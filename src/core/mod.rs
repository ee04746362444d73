//! core
//!
//! Core domain types and the target grammar.
//!
//! # Modules
//!
//! - [`types`] - Strong types: ProjectName, Visibility, TargetDescriptor
//! - [`target`] - TargetResolver and the site-suffix grammar
//! - [`sites`] - Named site discovery and loading
//! - [`visibility`] - Public/private selection from `-p` / `-d`
//! - [`config`] - Configuration schema and loading
//!
//! # Design Principles
//!
//! - Nothing here performs network or process I/O
//! - Schemas are strict; unknown keys are rejected
//! - Ambiguous input is an error, never a guess

pub mod config;
pub mod sites;
pub mod target;
pub mod types;
pub mod visibility;
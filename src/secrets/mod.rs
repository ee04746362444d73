//! secrets
//!
//! Credential storage for the hosted services.
//!
//! # Architecture
//!
//! Secrets are read through the [`SecretStore`] trait. The default
//! implementation, [`DotfileStore`], keeps one secret per one-line dotfile
//! in the home directory (or the configured `credentials_dir`).
//!
//! # Security
//!
//! - Secrets are **never** logged or included in error messages
//! - Files are written with 0600 permissions on Unix
//! - All writes are atomic (temp file + rename)
//!
//! # Example
//!
//! ```ignore
//! use mkgit::secrets::{credentials, DotfileStore};
//!
//! let store = DotfileStore::new()?;
//! let creds = credentials::github(&store)?;
//! // Use creds.token (never print it!)
//! ```

pub mod credentials;
mod dotfile_store;
mod traits;

use std::path::PathBuf;

pub use credentials::Credentials;
pub use dotfile_store::DotfileStore;
pub use traits::{SecretError, SecretStore};

/// Create the secret store rooted at `dir`, or at the home directory.
pub fn create_store(dir: Option<PathBuf>) -> Result<Box<dyn SecretStore>, SecretError> {
    match dir {
        Some(dir) => Ok(Box::new(DotfileStore::with_dir(dir))),
        None => Ok(Box::new(DotfileStore::new()?)),
    }
}
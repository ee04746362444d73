//! ui
//!
//! User interaction utilities.
//!
//! # Modules
//!
//! - [`prompts`] - Interactive prompts for credentials
//! - [`output`] - Output formatting and display
//!
//! All output and prompts go through this module so quiet and
//! non-interactive modes are honored in one place.

pub mod output;
pub mod prompts;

----

- Task: If a line comes after the one containing "pub mod credentials;", leave it out; set down every line of the data before it, and that line itself, exactly.

- Response to this task:
filename src/core/mod.rs
repository ee04746362444d73
//! core
//!
//! Core domain types and the target grammar.
//!
//! # Modules
//!
//! - [`types`] - Strong types: ProjectName, Visibility, TargetDescriptor
//! - [`target`] - TargetResolver and the site-suffix grammar
//! - [`sites`] - Named site discovery and loading
//! - [`visibility`] - Public/private selection from `-p` / `-d`
//! - [`config`] - Configuration schema and loading
//!
//! # Design Principles
//!
//! - Nothing here performs network or process I/O
//! - Schemas are strict; unknown keys are rejected
//! - Ambiguous input is an error, never a guess

pub mod config;
pub mod sites;
pub mod target;
pub mod types;
pub mod visibility;
filename src/secrets/mod.rs
repository ee04746362444d73
//! secrets
//!
//! Credential storage for the hosted services.
//!
//! # Architecture
//!
//! Secrets are read through the [`SecretStore`] trait. The default
//! implementation, [`DotfileStore`], keeps one secret per one-line dotfile
//! in the home directory (or the configured `credentials_dir`).
//!
//! # Security
//!
//! - Secrets are **never** logged or included in error messages
//! - Files are written with 0600 permissions on Unix
//! - All writes are atomic (temp file + rename)
//!
//! # Example
//!
//! ```ignore
//! use mkgit::secrets::{credentials, DotfileStore};
//!
//! let store = DotfileStore::new()?;
//! let creds = credentials::github(&store)?;
//! // Use creds.token (never print it!)
//! ```

pub mod credentials;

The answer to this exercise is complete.